# How much to sell photo for textbook?



## xox-vintage (Jul 4, 2010)

I have recently gotten a message asking to use my photo (on flickr) in a University's upcoming textbook. I want to sell my photo though but I don't know for how much? I don't understand copyright permissions as well. Never sold any of my photos before so this is all new. They have just asked for grant permission rights for my photograph and have not suggested anything else.


----------



## KmH (Jul 5, 2010)

Visit www.asmp.org the web site of the American Society of Media Photographers. Click on 'Business Resources' there on the left.

Note that ASMP recommends fotoQuote Pro software from Cradoc.

They have likely approached you in the hope they can get an image(s) at a greatly reduced cost, knowing they have you at a disadvantage.

You would be selling them the use of a stock image.

You sell them a non-exclusive, use license (more info at ASMP) that defines how large, and where in the textbook the image can be used. Use on the front or back cover is worth more than an inside use.

You would make the use non-exclusive so you could sell it to other users.

Cost is also dependent on the print run, or how many textbooks they intend to have printed.
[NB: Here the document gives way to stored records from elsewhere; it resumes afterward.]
//! The execution core's outward face.
//!
//! An external coordinator feeds headers and bodies in, asks for a branch
//! to be verified against its advertised state roots, and acknowledges
//! fork choice to commit the result.

mod canonical;
mod engine;

pub use canonical::CanonicalChain;
pub use engine::{ExecutionEngine, VerificationResult};

use corten_consensus::ValidationError;
use corten_storage::StorageError;
use thiserror::Error;

/// Infrastructure failures of the engine surface.
///
/// Branch-validation failures are not errors: they travel inside
/// [`VerificationResult`]. What ends up here aborts the current write
/// transaction without partial commit.
#[derive(Debug, Error)]
pub enum EngineError {
    /// The storage layer failed.
    #[error(transparent)]
    Storage(#[from] StorageError),
    /// The chain names an engine this build cannot run.
    #[error(transparent)]
    Consensus(ValidationError),
}
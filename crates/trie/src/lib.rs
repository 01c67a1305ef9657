//! Incremental Merkle-Patricia trie maintenance.
//!
//! The [`TrieLoader`] computes the state root over the hashed state,
//! either from scratch or by re-walking only the subtrees reached by a
//! [`PrefixSet`] of changed keys, reusing stored intermediate hashes
//! everywhere else. Freshly produced node records are staged in external
//! [`Collector`]s and loaded into the trie tables in key order once the
//! root has been accepted.

mod changes;
mod etl;
mod loader;
mod node;
mod prefix_set;

pub use changes::{
    gather_account_changes, gather_storage_changes, storage_trie_prefix, HashedAddresses,
    StoragePrefixSets,
};
pub use etl::Collector;
pub use loader::TrieLoader;
pub use node::StoredNode;
pub use prefix_set::PrefixSet;

use corten_primitives::DecodingError;
use corten_storage::StorageError;
use thiserror::Error;

/// Failures of the trie layer.
#[derive(Debug, Error)]
pub enum TrieError {
    /// The storage layer failed.
    #[error(transparent)]
    Storage(#[from] StorageError),
    /// The underlying key/value store failed.
    #[error(transparent)]
    Database(#[from] reth_db_api::DatabaseError),
    /// A node record did not decode.
    #[error(transparent)]
    Decoding(#[from] DecodingError),
    /// An ETL spill file could not be written or read.
    #[error("etl i/o failure: {0}")]
    Io(#[from] std::io::Error),
}

/// Unpacks a byte key into one nibble per byte.
pub fn unpack_nibbles(key: &[u8]) -> Vec<u8> {
    let mut out = Vec::with_capacity(key.len() * 2);
    for byte in key {
        out.push(byte >> 4);
        out.push(byte & 0x0f);
    }
    out
}

/// Packs an even-length nibble path back into bytes.
pub fn pack_nibbles(nibbles: &[u8]) -> Vec<u8> {
    debug_assert!(nibbles.len() % 2 == 0);
    nibbles.chunks_exact(2).map(|pair| (pair[0] << 4) | pair[1]).collect()
}

#[cfg(test)]
mod tests {
    use super::*;

    #[test]
    fn nibble_packing_roundtrip() {
        let key = [0xde, 0xad, 0x01];
        let nibbles = unpack_nibbles(&key);
        assert_eq!(nibbles, vec![0xd, 0xe, 0xa, 0xd, 0x0, 0x1]);
        assert_eq!(pack_nibbles(&nibbles), key.to_vec());
    }
}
You could also check some pricing by registering at some of the majoer stock houses like Corbis or Getty and seeing what they charge and what there use licenses are like.

Be aware there are 2 stock image usage models: Royalty-Free (RF) which litterally pays pennies, and Rights-Managed (RM) which can be real money.

The big difference there, is the use licensing.


----------



## KmH (Jul 8, 2010)

Nuimber 9. Number 9. Number 9...........N u m b e r *9!*

*I bet they want it for free.*


----------